Only the lines of the data holding the string "Builds" need to be returned.
** Records shown follows **
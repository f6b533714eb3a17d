//! Sender report generation for an outbound stream (RFC 3550 §6.4.1).

use sfu_common::rtcp::{ntp_time, SenderInfo, SenderReport};
use sfu_common::RtpPacket;
use std::time::{Duration, Instant, SystemTime};
use tracing::debug;

/// Cadence of sender reports.
pub const SR_INTERVAL: Duration = Duration::from_millis(500);

/// Counters of the packets sent on one SSRC.
#[derive(Debug)]
pub struct SenderReporter {
    // ---
    ssrc: u32,
    clock_rate: u32,

    /// RTP timestamp of the last packet sent and when it left
    last_sent: Option<(u32, Instant)>,

    packet_count: u32,
    octet_count: u32,
}

impl SenderReporter {
    // ---
    pub fn new(ssrc: u32, clock_rate: u32) -> Self {
        // ---
        Self {
            ssrc,
            clock_rate,
            last_sent: None,
            packet_count: 0,
            octet_count: 0,
        }
    }

    pub fn ssrc(&self) -> u32 {
        self.ssrc
    }

    pub fn packet_count(&self) -> u32 {
        self.packet_count
    }

    pub fn octet_count(&self) -> u32 {
        self.octet_count
    }

    /// Accounts for a packet sent at `now`. Packets of other SSRCs (RTX)
    /// are ignored.
    pub fn on_rtp(&mut self, p: &RtpPacket, now: Instant) {
        // ---
        if p.ssrc() != self.ssrc {
            return;
        }
        self.last_sent = Some((p.timestamp(), now));
        self.packet_count = self.packet_count.wrapping_add(1);
        self.octet_count = self.octet_count.wrapping_add(p.payload_size() as u32);
    }

    /// Builds the periodic report, extrapolating the RTP timestamp of the
    /// last packet to `now`. Nothing is produced before a packet is sent.
    ///
    /// # Arguments
    ///
    /// * `now` - Monotonic time, for the extrapolation
    /// * `wallclock` - Wall-clock time written as NTP timestamp
    pub fn on_tick(&self, now: Instant, wallclock: SystemTime) -> Option<SenderReport> {
        // ---
        let Some((last_ts, sent_at)) = self.last_sent else {
            debug!("No packet sent on {:#010x}, skipping SR", self.ssrc);
            return None;
        };

        let elapsed = now.saturating_duration_since(sent_at).as_secs_f64();
        let rtp_timestamp = last_ts.wrapping_add((elapsed * self.clock_rate as f64) as u32);
        let (ntp_sec, ntp_frac) = ntp_time(wallclock);

        Some(SenderReport {
            ssrc: self.ssrc,
            sender_info: SenderInfo {
                ntp_sec,
                ntp_frac,
                rtp_timestamp,
                packet_count: self.packet_count,
                octet_count: self.octet_count,
            },
            reports: Vec::new(),
        })
    }
}
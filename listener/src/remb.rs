//! REMB-driven bitrate controller.
//!
//! Collects the REMB estimates a listening peer reports and, once per
//! second, derives the target bitrate for the encoder feeding it.
//!
//! * [`RembAlgorithm::Simple`] follows the latest estimate.
//! * [`RembAlgorithm::Matrix`] keeps 30 one-second averages, sums the sign
//!   of every consecutive pair into a trend and moves the bitrate by a
//!   fraction of the gap, one step, or straight down to the average
//!   depending on that trend.
//!
//! Every target goes through [`Bitrate::align`], so it is a multiple of
//! `step` inside `[min, max]`.

use sfu_common::{Bitrate, RembAlgorithm, Ring};
use std::time::{Duration, Instant};
use tracing::debug;

/// Cadence of controller decisions.
pub const REMB_TICK: Duration = Duration::from_secs(1);

/// Samples newer than this feed the Matrix average.
const AVERAGE_WINDOW: Duration = Duration::from_secs(3);

/// One-second averages kept for the trend.
const AVERAGE_HISTORY: usize = 30;

#[derive(Debug, Clone, Copy, PartialEq, Eq)]
struct RembSample {
    bitrate: u64,
    at: Instant,
}

#[derive(Debug)]
pub struct RembController {
    // ---
    algorithm: RembAlgorithm,
    bounds: Bitrate,
    bitrate: u64,
    samples: Ring<RembSample>,
    averages: Ring<f64>,
}

impl RembController {
    // ---
    /// Creates a controller starting at `bounds.start`.
    ///
    /// # Arguments
    ///
    /// * `algorithm` - Smoothing algorithm
    /// * `bounds` - Video bitrate bounds and step
    /// * `history` - Raw REMB samples kept
    pub fn new(algorithm: RembAlgorithm, bounds: Bitrate, history: usize) -> Self {
        // ---
        Self {
            algorithm,
            bounds,
            bitrate: bounds.align(bounds.start),
            samples: Ring::new(history),
            averages: Ring::new(AVERAGE_HISTORY),
        }
    }

    pub fn bitrate(&self) -> u64 {
        self.bitrate
    }

    pub fn algorithm(&self) -> RembAlgorithm {
        self.algorithm
    }

    /// Records one REMB estimate received at `at`.
    pub fn push(&mut self, bitrate: u64, at: Instant) {
        // ---
        self.samples.push_back(RembSample { bitrate, at });
    }

    /// Runs one decision. Returns the new target when it changed.
    pub fn on_tick(&mut self, now: Instant) -> Option<u64> {
        // ---
        let last = self.samples.last()?.bitrate;

        match self.algorithm {
            RembAlgorithm::Simple => self.change_bitrate(last as f64),
            RembAlgorithm::Matrix => {
                let avg = self.recent_average(now);
                self.averages.push_back(avg);
                let trend = self.trend();
                debug!("REMB average {:.0}, trend {}", avg, trend);
                self.matrix_step(avg, trend)
            }
        }
    }

    fn matrix_step(&mut self, avg: f64, trend: i32) -> Option<u64> {
        // ---
        let bitrate = self.bitrate as f64;
        let step = self.bounds.step as f64;

        let target = if trend > 0 && avg > bitrate + 3.0 * step {
            bitrate + (avg - bitrate) / 3.0
        } else if trend > 0 && avg > bitrate + step {
            bitrate + step
        } else if trend > 0 && avg < bitrate {
            avg
        } else if trend < 0 && avg >= bitrate - step {
            bitrate - step
        } else if trend < 0 && avg < bitrate - step {
            avg
        } else {
            return None;
        };
        self.change_bitrate(target)
    }

    /// Mean of the samples newer than [`AVERAGE_WINDOW`]; the minimum
    /// bitrate when there are none.
    fn recent_average(&self, now: Instant) -> f64 {
        // ---
        let recent: Vec<u64> = self
            .samples
            .iter()
            .filter(|s| now.saturating_duration_since(s.at) < AVERAGE_WINDOW)
            .map(|s| s.bitrate)
            .collect();

        if recent.is_empty() {
            return self.bounds.min as f64;
        }
        recent.iter().map(|b| *b as f64).sum::<f64>() / recent.len() as f64
    }

    /// Sum over consecutive averages of +1 (rising), -1 (falling) or 0.
    fn trend(&self) -> i32 {
        // ---
        let averages: Vec<f64> = self.averages.iter().copied().collect();
        averages
            .windows(2)
            .map(|pair| {
                if pair[1] > pair[0] {
                    1
                } else if pair[1] < pair[0] {
                    -1
                } else {
                    0
                }
            })
            .sum()
    }

    fn change_bitrate(&mut self, target: f64) -> Option<u64> {
        // ---
        let aligned = self.bounds.align(target.max(0.0) as u64);
        if aligned == self.bitrate {
            return None;
        }
        debug!("REMB controller: {} -> {} bits/s", self.bitrate, aligned);
        self.bitrate = aligned;
        Some(aligned)
    }
}
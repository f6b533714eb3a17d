//! Feedback received from a listening peer.
//!
//! REMB estimates feed the [`RembController`]; key-frame requests, NACKs
//! and receiver reports are turned into [`RtcpInfo`] items on a bounded
//! queue. The queue never blocks: when the consumer lags, items are
//! dropped and counted.

use crate::remb::RembController;
use sfu_common::rtcp::{ntp_time, Fir, Nack, Pli, ReceiverReport, ReportBlock, RtcpPacket};
use sfu_common::{try_forward_counted, MetricsContext};
use std::time::{Duration, Instant, SystemTime};
use tokio::sync::mpsc;
use tracing::{debug, info};

/// Something the listener pipeline must act on.
#[derive(Debug, Clone, PartialEq)]
pub enum RtcpInfo {
    /// The controller settled on a new video bitrate
    Remb(u64),

    Fir(Fir),
    Pli(Pli),
    Nack(Nack),

    /// Report from the peer, with the round-trip time derived from its
    /// first block carrying an LSR
    ReceiverReport {
        report: ReceiverReport,
        rtt: Option<Duration>,
    },
}

/// Round-trip time from a report block (RFC 3550 §6.4.1): arrival time
/// minus LSR minus DLSR, all in 1/65536 s. `None` when no SR was seen by
/// the peer or the result is not plausible.
pub fn round_trip_time(block: &ReportBlock, wallclock: SystemTime) -> Option<Duration> {
    // ---
    if block.lsr == 0 {
        return None;
    }

    let (sec, frac) = ntp_time(wallclock);
    let arrival = ((sec & 0xFFFF) << 16) | (frac >> 16);
    let rtt = arrival.wrapping_sub(block.lsr).wrapping_sub(block.dlsr);
    if rtt >= 1 << 31 {
        debug!("Report block for {:#010x} ends in the future", block.ssrc);
        return None;
    }

    Some(Duration::from_secs_f64(rtt as f64 / 65536.0))
}

pub struct RtcpContext {
    // ---
    controller: RembController,
    info_tx: mpsc::Sender<RtcpInfo>,
    metrics: Option<MetricsContext>,
}

impl RtcpContext {
    // ---
    pub fn new(controller: RembController, info_tx: mpsc::Sender<RtcpInfo>) -> Self {
        // ---
        Self {
            controller,
            info_tx,
            metrics: None,
        }
    }

    pub fn with_metrics(mut self, metrics: MetricsContext) -> Self {
        self.metrics = Some(metrics);
        self
    }

    pub fn bitrate(&self) -> u64 {
        self.controller.bitrate()
    }

    /// Handles one parsed packet from the peer.
    ///
    /// # Arguments
    ///
    /// * `packet` - Inbound RTCP packet
    /// * `now` - Monotonic arrival time (REMB sample time)
    /// * `wallclock` - Wall-clock arrival time (RTT computation)
    pub fn push(&mut self, packet: RtcpPacket, now: Instant, wallclock: SystemTime) {
        // ---
        let info = match packet {
            RtcpPacket::Remb(remb) => {
                debug!("REMB {} bits/s from {:#010x}", remb.bitrate(), remb.sender_ssrc);
                self.controller.push(remb.bitrate(), now);
                return;
            }
            RtcpPacket::Fir(fir) => RtcpInfo::Fir(fir),
            RtcpPacket::Pli(pli) => RtcpInfo::Pli(pli),
            RtcpPacket::Nack(nack) => RtcpInfo::Nack(nack),
            RtcpPacket::ReceiverReport(report) => {
                let rtt = report
                    .reports
                    .iter()
                    .find_map(|block| round_trip_time(block, wallclock));
                RtcpInfo::ReceiverReport { report, rtt }
            }
            RtcpPacket::Goodbye(bye) => {
                info!("Listener said goodbye: {}", bye);
                return;
            }
            other => {
                debug!("Ignoring listener RTCP {}", other);
                return;
            }
        };
        self.emit(info);
    }

    /// Runs one controller decision, emitting [`RtcpInfo::Remb`] on change.
    pub fn on_tick(&mut self, now: Instant) {
        // ---
        if let Some(bitrate) = self.controller.on_tick(now) {
            info!(
                "Video bitrate for listener now {} bits/s ({:?})",
                bitrate,
                self.controller.algorithm()
            );
            if let Some(m) = &self.metrics {
                m.video_bitrate_bps.set(bitrate as i64);
            }
            self.emit(RtcpInfo::Remb(bitrate));
        }
    }

    fn emit(&self, info: RtcpInfo) {
        try_forward_counted(&self.info_tx, info, "RTCP info", self.metrics.as_ref());
    }
}

#[cfg(test)]
mod tests {
    // ---
    use super::*;
    use crate::remb::REMB_TICK;
    use sfu_common::rtcp::{FirEntry, Remb};
    use sfu_common::{Bitrate, RembAlgorithm};
    use std::time::UNIX_EPOCH;

    fn context(capacity: usize) -> (RtcpContext, mpsc::Receiver<RtcpInfo>) {
        // ---
        let bounds = Bitrate {
            start: 512_000,
            min: 128_000,
            max: 2_048_000,
            step: 64_000,
        };
        let (tx, rx) = mpsc::channel(capacity);
        let controller = RembController::new(RembAlgorithm::Simple, bounds, 30);
        (RtcpContext::new(controller, tx), rx)
    }

    #[test]
    fn test_feedback_becomes_info() {
        // ---
        let (mut ctx, mut rx) = context(8);
        let now = Instant::now();
        let wallclock = SystemTime::now();

        let mut nack = Nack::new(1, 2);
        nack.lost(100);
        ctx.push(RtcpPacket::Nack(nack.clone()), now, wallclock);
        let pli = Pli {
            sender_ssrc: 1,
            media_ssrc: 2,
        };
        ctx.push(RtcpPacket::Pli(pli.clone()), now, wallclock);
        let fir = Fir {
            sender_ssrc: 1,
            media_ssrc: 0,
            entries: vec![FirEntry { ssrc: 2, seq_nr: 1 }],
        };
        ctx.push(RtcpPacket::Fir(fir.clone()), now, wallclock);

        assert_eq!(rx.try_recv().unwrap(), RtcpInfo::Nack(nack));
        assert_eq!(rx.try_recv().unwrap(), RtcpInfo::Pli(pli));
        assert_eq!(rx.try_recv().unwrap(), RtcpInfo::Fir(fir));
        assert!(rx.try_recv().is_err());
    }

    #[test]
    fn test_remb_feeds_controller() {
        // ---
        let (mut ctx, mut rx) = context(8);
        let now = Instant::now();

        ctx.push(RtcpPacket::Remb(Remb::new(1, 1_000_000, vec![2])), now, SystemTime::now());
        assert!(rx.try_recv().is_err());

        ctx.on_tick(now + REMB_TICK);
        assert_eq!(rx.try_recv().unwrap(), RtcpInfo::Remb(960_000));
        assert_eq!(ctx.bitrate(), 960_000);

        // no new decision, no info
        ctx.on_tick(now + REMB_TICK * 2);
        assert!(rx.try_recv().is_err());
    }

    #[test]
    fn test_full_queue_drops_info() {
        // ---
        let (mut ctx, mut rx) = context(1);
        let pli = Pli {
            sender_ssrc: 1,
            media_ssrc: 2,
        };
        for _ in 0..3 {
            ctx.push(RtcpPacket::Pli(pli.clone()), Instant::now(), SystemTime::now());
        }
        assert!(rx.try_recv().is_ok());
        assert!(rx.try_recv().is_err());
    }

    #[test]
    fn test_round_trip_time_from_report_block() {
        // ---
        // NTP seconds of a whole Unix second, fraction 0
        let wallclock = UNIX_EPOCH + Duration::from_secs(1_000);
        let (sec, _) = ntp_time(wallclock);
        let arrival = (sec & 0xFFFF) << 16;

        let block = ReportBlock {
            ssrc: 2,
            lsr: arrival - 3 * 65536,
            dlsr: 2 * 65536 + 32768,
            ..Default::default()
        };
        let rtt = round_trip_time(&block, wallclock).unwrap();
        assert_eq!(rtt, Duration::from_millis(500));

        let late = ReportBlock {
            lsr: arrival,
            dlsr: 65536,
            ..block
        };
        assert_eq!(round_trip_time(&late, wallclock), None);

        let no_sr = ReportBlock::default();
        assert_eq!(round_trip_time(&no_sr, wallclock), None);
    }
}
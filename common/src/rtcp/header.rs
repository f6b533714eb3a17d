//! RTCP common header (RFC 3550 §6.4.1, RFC 4585 §6.1).

use crate::error::{ensure_len, Error, Result};

/// Length of the common header in bytes.
pub const HEADER_LENGTH: usize = 4;

/// RTCP protocol version.
pub const RTCP_VERSION: u8 = 2;

// Packet types
pub const PT_FIR_LEGACY: u8 = 192;
pub const PT_NACK_LEGACY: u8 = 193;
pub const PT_SR: u8 = 200;
pub const PT_RR: u8 = 201;
pub const PT_SDES: u8 = 202;
pub const PT_BYE: u8 = 203;
pub const PT_APP: u8 = 204;
pub const PT_RTPFB: u8 = 205;
pub const PT_PSFB: u8 = 206;

// Transport layer feedback (PT=205) message types
pub const FMT_NACK: u8 = 1;
pub const FMT_TMMBR: u8 = 3;
pub const FMT_TMMBN: u8 = 4;

// Payload specific feedback (PT=206) message types
pub const FMT_PLI: u8 = 1;
pub const FMT_SLI: u8 = 2;
pub const FMT_FIR: u8 = 4;
pub const FMT_TSTR: u8 = 5;
pub const FMT_TSTN: u8 = 6;
pub const FMT_AFB: u8 = 15;

/// Largest value of the 5-bit count / FMT field.
pub const MAX_COUNT: usize = 31;

/// Common header shared by every RTCP packet.
///
/// ```text
///  0                   1                   2                   3
///  0 1 2 3 4 5 6 7 8 9 0 1 2 3 4 5 6 7 8 9 0 1 2 3 4 5 6 7 8 9 0 1
/// +-+-+-+-+-+-+-+-+-+-+-+-+-+-+-+-+-+-+-+-+-+-+-+-+-+-+-+-+-+-+-+-+
/// |V=2|P|  RC/FMT |      PT       |             length            |
/// +-+-+-+-+-+-+-+-+-+-+-+-+-+-+-+-+-+-+-+-+-+-+-+-+-+-+-+-+-+-+-+-+
/// ```
///
/// `length` counts 32-bit words minus one, header included.
#[derive(Debug, Clone, Copy, PartialEq, Eq)]
pub struct Header {
    // ---
    pub version: u8,
    pub padding: bool,

    /// Reception report count, source count or feedback FMT
    pub count: u8,

    pub packet_type: u8,
    pub length: u16,
}

impl Header {
    // ---
    /// Builds a header for a packet whose body (everything after the
    /// common header) is `body_len` bytes. `body_len` must be a multiple
    /// of 4.
    pub fn new(count: u8, packet_type: u8, body_len: usize) -> Self {
        // ---
        Self {
            version: RTCP_VERSION,
            padding: false,
            count: count & 0x1F,
            packet_type,
            length: (body_len / 4) as u16,
        }
    }

    /// Parses the first 4 bytes of `buf`.
    ///
    /// # Errors
    ///
    /// Returns `TooShort` if fewer than 4 bytes are available. The version
    /// is not checked here, see [`is_rtcp`].
    pub fn parse(buf: &[u8]) -> Result<Self> {
        // ---
        ensure_len(buf, HEADER_LENGTH)?;

        Ok(Self {
            version: buf[0] >> 6,
            padding: buf[0] & 0x20 != 0,
            count: buf[0] & 0x1F,
            packet_type: buf[1],
            length: u16::from_be_bytes([buf[2], buf[3]]),
        })
    }

    /// Total size of the packet this header announces, header included.
    pub fn full_packet_size(&self) -> usize {
        // ---
        self.length as usize * 4 + 4
    }

    pub fn to_bytes(&self) -> [u8; HEADER_LENGTH] {
        // ---
        let length = self.length.to_be_bytes();
        [
            (self.version << 6) | (if self.padding { 0x20 } else { 0 }) | (self.count & 0x1F),
            self.packet_type,
            length[0],
            length[1],
        ]
    }

    /// Returns the body of the packet `buf` starts with: the bytes after
    /// the common header, up to the declared length, minus padding.
    ///
    /// # Errors
    ///
    /// Returns `LengthOverrun` if the declared size exceeds `buf`, and
    /// `TooShort` if the padding count is larger than the body.
    pub fn body<'a>(&self, buf: &'a [u8]) -> Result<&'a [u8]> {
        // ---
        let size = self.full_packet_size();
        if size > buf.len() {
            return Err(Error::LengthOverrun {
                declared: size,
                available: buf.len(),
            });
        }

        let mut end = size;
        if self.padding {
            let pad = buf[size - 1] as usize;
            if pad == 0 || pad > size - HEADER_LENGTH {
                return Err(Error::TooShort {
                    need: HEADER_LENGTH + pad,
                    have: size,
                });
            }
            end -= pad;
        }

        Ok(&buf[HEADER_LENGTH..end])
    }

    /// Checks that this header carries `packet_type` (and `fmt` when set).
    pub(crate) fn expect(&self, packet_type: u8, fmt: Option<u8>) -> Result<()> {
        // ---
        let fmt_ok = fmt.map_or(true, |f| f == self.count);
        if self.packet_type != packet_type || !fmt_ok {
            return Err(Error::WrongPacketType {
                packet_type: self.packet_type,
                fmt: self.count,
            });
        }
        Ok(())
    }
}

/// Distinguishes RTCP from RTP, STUN and DTLS on a multiplexed socket
/// (RFC 5761 / RFC 7983 ranges).
pub fn is_rtcp(header: &Header, first_byte: u8) -> bool {
    // ---
    header.version == RTCP_VERSION
        && (128..=191).contains(&first_byte)
        && (192..=213).contains(&header.packet_type)
}

/// Convenience wrapper over [`is_rtcp`] for a raw datagram.
pub fn is_rtcp_packet(buf: &[u8]) -> bool {
    // ---
    match Header::parse(buf) {
        Ok(header) => is_rtcp(&header, buf[0]),
        Err(_) => false,
    }
}

/// Appends a 32-bit big-endian value.
pub(crate) fn put_u32(buf: &mut Vec<u8>, value: u32) {
    buf.extend_from_slice(&value.to_be_bytes());
}

/// Reads a 32-bit big-endian value at `offset`. Callers check bounds.
pub(crate) fn get_u32(buf: &[u8], offset: usize) -> u32 {
    u32::from_be_bytes([
        buf[offset],
        buf[offset + 1],
        buf[offset + 2],
        buf[offset + 3],
    ])
}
** End of Records shown **
◆ Answer below:
    /// Builds the periodic report, extrapolating the RTP timestamp of the
    /// Builds a header for a packet whose body (everything after the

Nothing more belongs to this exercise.